Komisyonun ret kararını somut bir kazanım olarak gördüklerini ve yargı yolunua gideceklerini belirten Özakça, "Mücadelemiz devam edecek. Emekçiler işlerinden atılıyorlarsa direnmek haktır Biz direnişimize farklı bir şekilde devam edeceğiz" dedi.
Acun Karadağ Yüksel Caddesi'nde eylemlerini sürdüreceklerini belirterek direnişine devam “İktidar yönetemiyor, onun için OHAL ilan ediyor. Biz bu yönetemeyen iktidardan daha iyi bir karar beklemiyorduk.

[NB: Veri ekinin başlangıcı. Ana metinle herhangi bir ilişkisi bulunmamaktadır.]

//! Background job host.
//!
//! [`submit`] runs a job on its own thread and hands back a [`JobHandle`].
//! The handle can cancel the job, poll it without blocking or wait for it.
//! Jobs observe cancellation through the [`CancelFlag`] they are given;
//! nothing is interrupted preemptively.
//!
//! [`BackgroundCompute`] keeps at most one job in flight, which is what an
//! interactive tool wants: changing a setting starts a new run and throws
//! the stale one away.
//!
//! ```
//! use uvlayout::host::submit;
//!
//! let handle = submit(|_cancel| 6 * 7);
//! assert_eq!(handle.wait(), Some(42));
//! ```

use std::thread;

use crossbeam_channel::{Receiver, TryRecvError};

use crate::algo::{CancelFlag, Cancellation, LayoutOperator, LayoutOutcome};
use crate::error::Result;

/// State of a job as seen by [`JobHandle::poll`].
#[derive(Debug)]
pub enum JobPoll<T> {
    /// The job is still running.
    NotReady,
    /// The job finished; its result.
    Ready(T),
    /// The job was cancelled, or ended without producing a result.
    Cancelled,
}

impl<T> JobPoll<T> {
    /// Whether the job is still running.
    pub fn is_pending(&self) -> bool {
        matches!(self, JobPoll::NotReady)
    }
}

/// Handle to a job started with [`submit`].
#[derive(Debug)]
pub struct JobHandle<T> {
    id: u64,
    cancel: CancelFlag,
    receiver: Receiver<T>,
}

impl<T> JobHandle<T> {
    /// Request cancellation. Any result the job still produces is discarded.
    pub fn cancel(&self) {
        self.cancel.cancel();
    }

    /// Whether cancellation has been requested.
    pub fn is_cancelled(&self) -> bool {
        self.cancel.is_cancelled()
    }

    /// Check on the job without blocking.
    ///
    /// A result is delivered once; later polls report
    /// [`JobPoll::Cancelled`].
    pub fn poll(&self) -> JobPoll<T> {
        if self.is_cancelled() {
            return JobPoll::Cancelled;
        }
        match self.receiver.try_recv() {
            Ok(value) => JobPoll::Ready(value),
            Err(TryRecvError::Empty) => JobPoll::NotReady,
            Err(TryRecvError::Disconnected) => {
                log::debug!("job {} ended without a result", self.id);
                JobPoll::Cancelled
            }
        }
    }

    /// Block until the job finishes. Returns `None` if it was cancelled.
    pub fn wait(self) -> Option<T> {
        let value = self.receiver.recv().ok();
        if self.is_cancelled() {
            None
        } else {
            value
        }
    }
}

/// Run `job` on a new thread.
///
/// The job receives the flag its handle cancels. A job that panics is
/// reported as [`JobPoll::Cancelled`].
pub fn submit<T, F>(job: F) -> JobHandle<T>
where
    T: Send + 'static,
    F: FnOnce(&CancelFlag) -> T + Send + 'static,
{
    use std::sync::atomic::{AtomicU64, Ordering};
    static NEXT_ID: AtomicU64 = AtomicU64::new(0);

    let id = NEXT_ID.fetch_add(1, Ordering::Relaxed);
    let cancel = CancelFlag::new();
    let (sender, receiver) = crossbeam_channel::bounded(1);

    let flag = cancel.clone();
    thread::spawn(move || {
        let value = job(&flag);
        if flag.is_cancelled() {
            log::debug!("job {} finished after cancellation, result dropped", id);
            return;
        }
        // The handle may already be gone.
        let _ = sender.send(value);
    });
    log::debug!("submitted job {}", id);

    JobHandle {
        id,
        cancel,
        receiver,
    }
}

/// Run a layout operator in the background.
pub fn submit_layout(operator: LayoutOperator) -> JobHandle<Result<LayoutOutcome>> {
    submit(move |cancel| operator.calculate(cancel))
}

/// A single background computation slot.
///
/// Starting a job cancels the one in flight, if any.
#[derive(Debug)]
pub struct BackgroundCompute<T> {
    current: Option<JobHandle<T>>,
}

impl<T> Default for BackgroundCompute<T> {
    fn default() -> Self {
        Self { current: None }
    }
}

impl<T: Send + 'static> BackgroundCompute<T> {
    /// Create an idle slot.
    pub fn new() -> Self {
        Self::default()
    }

    /// Start a job, cancelling and discarding the previous one.
    pub fn start<F>(&mut self, job: F)
    where
        F: FnOnce(&CancelFlag) -> T + Send + 'static,
    {
        self.cancel();
        self.current = Some(submit(job));
    }

    /// Cancel the job in flight, if any.
    pub fn cancel(&mut self) {
        if let Some(previous) = self.current.take() {
            previous.cancel();
            log::debug!("cancelled job {}", previous.id);
        }
    }

    /// Whether a job is in flight.
    pub fn is_running(&self) -> bool {
        self.current.is_some()
    }

    /// Check on the job in flight.
    ///
    /// Returns [`JobPoll::Cancelled`] when idle. Once a result is delivered
    /// the slot becomes idle.
    pub fn poll(&mut self) -> JobPoll<T> {
        let Some(handle) = &self.current else {
            return JobPoll::Cancelled;
        };
        let state = handle.poll();
        if !state.is_pending() {
            self.current = None;
        }
        state
    }

    /// Block until the job in flight finishes.
    pub fn wait(&mut self) -> Option<T> {
        self.current.take().and_then(JobHandle::wait)
    }
}

impl<T> Drop for BackgroundCompute<T> {
    fn drop(&mut self) {
        if let Some(handle) = &self.current {
            handle.cancel();
        }
    }
}

#[cfg(test)]
mod tests {
    use super::*;
    use crate::algo::{LayoutOperatorFactory, LayoutPolicy};
    use crate::mesh::{build_from_triangles, build_uv_overlay};
    use crossbeam_channel::bounded;
    use nalgebra::{Point2, Point3};
    use std::sync::Arc;
    use std::time::Duration;

    fn poll_until_done<T>(handle: &JobHandle<T>) -> JobPoll<T> {
        loop {
            let state = handle.poll();
            if !state.is_pending() {
                return state;
            }
            thread::sleep(Duration::from_millis(1));
        }
    }

    #[test]
    fn test_submit_and_poll() {
        let handle = submit(|_| "done");
        assert!(matches!(poll_until_done(&handle), JobPoll::Ready("done")));
        // Delivered once.
        assert!(matches!(handle.poll(), JobPoll::Cancelled));
    }

    #[test]
    fn test_poll_while_running() {
        let (release, gate) = bounded::<()>(0);
        let handle = submit(move |_| {
            let _ = gate.recv();
            1
        });
        assert!(handle.poll().is_pending());
        release.send(()).unwrap();
        assert_eq!(handle.wait(), Some(1));
    }

    #[test]
    fn test_cancel_discards_result() {
        let (release, gate) = bounded::<()>(0);
        let handle = submit(move |cancel: &CancelFlag| {
            let _ = gate.recv();
            cancel.is_cancelled()
        });
        handle.cancel();
        assert!(matches!(handle.poll(), JobPoll::Cancelled));
        release.send(()).unwrap();
        assert_eq!(handle.wait(), None);
    }

    #[test]
    fn test_panicking_job_reports_cancelled() {
        let handle = submit(|_| -> u32 { panic!("job failed") });
        assert!(matches!(poll_until_done(&handle), JobPoll::Cancelled));
    }

    #[test]
    fn test_background_compute_replaces_job() {
        let (release, gate) = bounded::<()>(0);
        let mut compute = BackgroundCompute::new();
        compute.start(move |cancel: &CancelFlag| {
            let _ = gate.recv();
            if cancel.is_cancelled() {
                0
            } else {
                1
            }
        });
        assert!(compute.is_running());

        compute.start(|_| 2);
        // Unblock the stale job; its result must never surface.
        release.send(()).unwrap();
        assert_eq!(compute.wait(), Some(2));
        assert!(!compute.is_running());
        assert!(matches!(compute.poll(), JobPoll::Cancelled));
    }

    #[test]
    fn test_submit_layout() {
        let vertices = vec![
            Point3::new(0.0, 0.0, 0.0),
            Point3::new(1.0, 0.0, 0.0),
            Point3::new(0.0, 1.0, 0.0),
        ];
        let mut mesh = build_from_triangles(&vertices, &[[0, 1, 2]]).unwrap();
        let uvs = vec![
            Point2::new(3.0, 3.0),
            Point2::new(5.0, 3.0),
            Point2::new(3.0, 5.0),
        ];
        let overlay = build_uv_overlay(&mesh, &uvs, &[Some([0, 1, 2])]).unwrap();
        mesh.add_uv_layer(overlay).unwrap();
        let mesh = Arc::new(mesh);

        let factory = LayoutOperatorFactory::new(LayoutPolicy::default(), Arc::clone(&mesh));
        let outcome = submit_layout(factory.make_operator())
            .wait()
            .unwrap()
            .unwrap();
        let result = outcome.completed().unwrap();

        let mut live = (*mesh).clone();
        result.patch.apply(&mut live).unwrap();
        let (min, max) = live.uv_layer(0).unwrap().external_bounding_box().unwrap();
        assert!(min.x >= 0.0 && min.y >= 0.0 && max.x <= 1.0 && max.y <= 1.0);
    }
}
/// How islands are rearranged.
#[derive(Debug, Clone, Copy, PartialEq, Eq, Hash, Default)]
pub enum LayoutMode {
    /// Leave islands where they are; only the global transform applies.
    TransformOnly,
    /// Pack islands into the unit square at a common scale.
    #[default]
    Repack,
    /// Fit all islands into the unit square with one shared transform.
    Stack,
    /// Equalize texel density from world-space areas, then repack.
    Normalize,
}

impl fmt::Display for LayoutMode {
    fn fmt(&self, f: &mut fmt::Formatter<'_>) -> fmt::Result {
        let name = match self {
            LayoutMode::TransformOnly => "transform-only",
            LayoutMode::Repack => "repack",
            LayoutMode::Stack => "stack",
            LayoutMode::Normalize => "normalize",
        };
        f.write_str(name)
    }
}

/// A layout mode together with the packer flags it uses.
#[derive(Debug, Clone, Copy, PartialEq, Eq)]
pub enum LayoutStrategy {
    /// No packing.
    TransformOnly,
    /// [`ChartPacker::standard_pack`].
    Repack(PackFlags),
    /// [`ChartPacker::stack_pack`].
    Stack(PackFlags),
    /// [`ChartPacker::standard_pack`] with world-density scaling.
    Normalize(PackFlags),
}

/// Configuration of one layout run.
#[derive(Debug, Clone, PartialEq)]
pub struct LayoutPolicy {
    /// How islands are rearranged.
    pub mode: LayoutMode,
    /// Index of the UV layer to lay out.
    pub uv_layer: usize,
    /// Texture resolution in texels; the gutter is measured against it.
    pub texture_resolution: u32,
    /// Keep island scale (translate/rotate only).
    pub preserve_scale: bool,
    /// Keep island rotation.
    pub preserve_rotation: bool,
    /// Allow mirrored placements when rotation is preserved. A flip mirrors
    /// an island across its diagonal, swapping its U and V axes.
    pub allow_flips: bool,
    /// Padding around islands, in texels.
    pub gutter_texels: f64,
    /// Uniform scale applied after packing.
    pub global_scale: f64,
    /// Translation applied after packing, external convention.
    pub global_translation: Vector2<f64>,
    /// Pack each occupied UDIM tile separately, keeping islands in their tile.
    pub maintain_udim: bool,
    /// Per-tile texture resolutions, used with `maintain_udim`.
    pub tile_resolutions: Option<BTreeMap<TileId, u32>>,
    /// Restrict the run to these triangles.
    pub selection: Option<BTreeSet<TriangleId>>,
    /// Split bowties even when only transforming.
    pub always_split_bowties: bool,
}

impl Default for LayoutPolicy {
    fn default() -> Self {
        Self {
            mode: LayoutMode::Repack,
            uv_layer: 0,
            texture_resolution: 1024,
            preserve_scale: false,
            preserve_rotation: false,
            allow_flips: false,
            gutter_texels: 1.0,
            global_scale: 1.0,
            global_translation: Vector2::zeros(),
            maintain_udim: false,
            tile_resolutions: None,
            selection: None,
            always_split_bowties: false,
        }
    }
}

impl LayoutPolicy {
    /// Set the layout mode.
    pub fn with_mode(mut self, mode: LayoutMode) -> Self {
        self.mode = mode;
        self
    }

    /// Set the UV layer index.
    pub fn with_uv_layer(mut self, uv_layer: usize) -> Self {
        self.uv_layer = uv_layer;
        self
    }

    /// Set the texture resolution.
    pub fn with_texture_resolution(mut self, texture_resolution: u32) -> Self {
        self.texture_resolution = texture_resolution;
        self
    }

    /// Set whether island scale is preserved.
    pub fn with_preserve_scale(mut self, preserve_scale: bool) -> Self {
        self.preserve_scale = preserve_scale;
        self
    }

    /// Set whether island rotation is preserved.
    pub fn with_preserve_rotation(mut self, preserve_rotation: bool) -> Self {
        self.preserve_rotation = preserve_rotation;
        self
    }

    /// Set whether diagonal mirroring (U/V swap) is allowed.
    pub fn with_allow_flips(mut self, allow_flips: bool) -> Self {
        self.allow_flips = allow_flips;
        self
    }

    /// Set the gutter in texels.
    pub fn with_gutter_texels(mut self, gutter_texels: f64) -> Self {
        self.gutter_texels = gutter_texels;
        self
    }

    /// Set the post-layout transform `uv * scale + translation`.
    pub fn with_global_transform(mut self, scale: f64, translation: Vector2<f64>) -> Self {
        self.global_scale = scale;
        self.global_translation = translation;
        self
    }

    /// Set whether UDIM tiles are packed separately.
    pub fn with_maintain_udim(mut self, maintain_udim: bool) -> Self {
        self.maintain_udim = maintain_udim;
        self
    }

    /// Set per-tile texture resolutions.
    pub fn with_tile_resolutions(mut self, tile_resolutions: BTreeMap<TileId, u32>) -> Self {
        self.tile_resolutions = Some(tile_resolutions);
        self
    }

    /// Restrict the run to a set of triangles.
    pub fn with_selection(mut self, selection: impl IntoIterator<Item = TriangleId>) -> Self {
        self.selection = Some(selection.into_iter().collect());
        self
    }

    /// Set whether bowties are split for transform-only runs.
    pub fn with_always_split_bowties(mut self, always_split_bowties: bool) -> Self {
        self.always_split_bowties = always_split_bowties;
        self
    }

    /// Resolve the mode into the strategy dispatched on by the run.
    pub fn strategy(&self) -> LayoutStrategy {
        let flags = PackFlags {
            allow_flips: self.allow_flips,
            preserve_scale: self.preserve_scale,
            preserve_rotation: self.preserve_rotation,
        };
        match self.mode {
            LayoutMode::TransformOnly => LayoutStrategy::TransformOnly,
            LayoutMode::Repack => LayoutStrategy::Repack(flags),
            LayoutMode::Stack => LayoutStrategy::Stack(flags),
            LayoutMode::Normalize => LayoutStrategy::Normalize(flags),
        }
    }

    /// Texture resolution of every tile.
    pub fn resolutions(&self) -> TileResolutions {
        TileResolutions::with_overrides(
            self.texture_resolution,
            self.tile_resolutions.clone().unwrap_or_default(),
        )
    }

    /// Check that the policy's numeric parameters are usable.
    pub fn validate(&self) -> Result<()> {
        if self.texture_resolution == 0 {
            return Err(LayoutError::invalid_param(
                "texture_resolution",
                self.texture_resolution,
                "must be positive",
            ));
        }
        if !self.gutter_texels.is_finite() || self.gutter_texels < 0.0 {
            return Err(LayoutError::invalid_param(
                "gutter_texels",
                self.gutter_texels,
                "must be finite and non-negative",
            ));
        }
        if !self.global_scale.is_finite() {
            return Err(LayoutError::invalid_param(
                "global_scale",
                self.global_scale,
                "must be finite",
            ));
        }
        if !self.global_translation.iter().all(|c| c.is_finite()) {
            return Err(LayoutError::invalid_param(
                "global_translation",
                format!("({}, {})", self.global_translation.x, self.global_translation.y),
                "must be finite",
            ));
        }
        if let Some((tile, _)) = self
            .tile_resolutions
            .iter()
            .flatten()
            .find(|&(_, &resolution)| resolution == 0)
        {
            return Err(LayoutError::invalid_param(
                "tile_resolutions",
                tile,
                "resolution must be positive",
            ));
        }
        Ok(())
    }

    fn has_global_transform(&self) -> bool {
        self.global_scale != 1.0 || self.global_translation != Vector2::zeros()
    }
}

/// A recoverable problem encountered during a run.
#[derive(Debug, Clone, PartialEq)]
pub enum LayoutWarning {
    /// Islands with zero UV area were collapsed into one-texel slots.
    DegenerateIsland {
        /// Tile being packed, for UDIM runs.
        tile: Option<TileId>,
        /// Number of degenerate islands.
        islands: usize,
    },
    /// The packing does not fill the square as requested.
    PackingUnderfit {
        /// Tile being packed, for UDIM runs.
        tile: Option<TileId>,
        /// Fraction of the square covered by island triangles.
        utilization: f64,
        /// Whether the islands extend beyond the square.
        overflow: bool,
    },
}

Destek açlık grevine girenler çok büyük irade gösterdiler. Biz aslında her gün kazandık. Nuriye ve Semih sağlıklarına kavuştuklarında direnişe hep beraber devam edeceğiz. Arkadaşlarımızla gurur duyuyoruz. Onlar bizim göz bebeğimiz" dedi.
TTB’den Vedat Bulut'un Gülmen ve Özakça'nın sağlıkları ve ilerleyen süreçle ilgili bilgi vermesinin ardından Avukat Betül Vangölü Kozağaçlı hukuki sürecin değerlendirilmesini sonraya bıraktı. Nuriye ve Semih'in isimlerinin artık “umut” olduğunu dile getirdi. OHAL Komisyonu'nun işlemesi ve hukuki sürecin önünün açılmasını kazanım olarak gördüğünü söyledikten sonra avukatların üzerindeki baskıya da dikkat çeken Kozağaçlı, mücadeleye devam edeceklerini dile getirerek sözlerini sonlandırdı.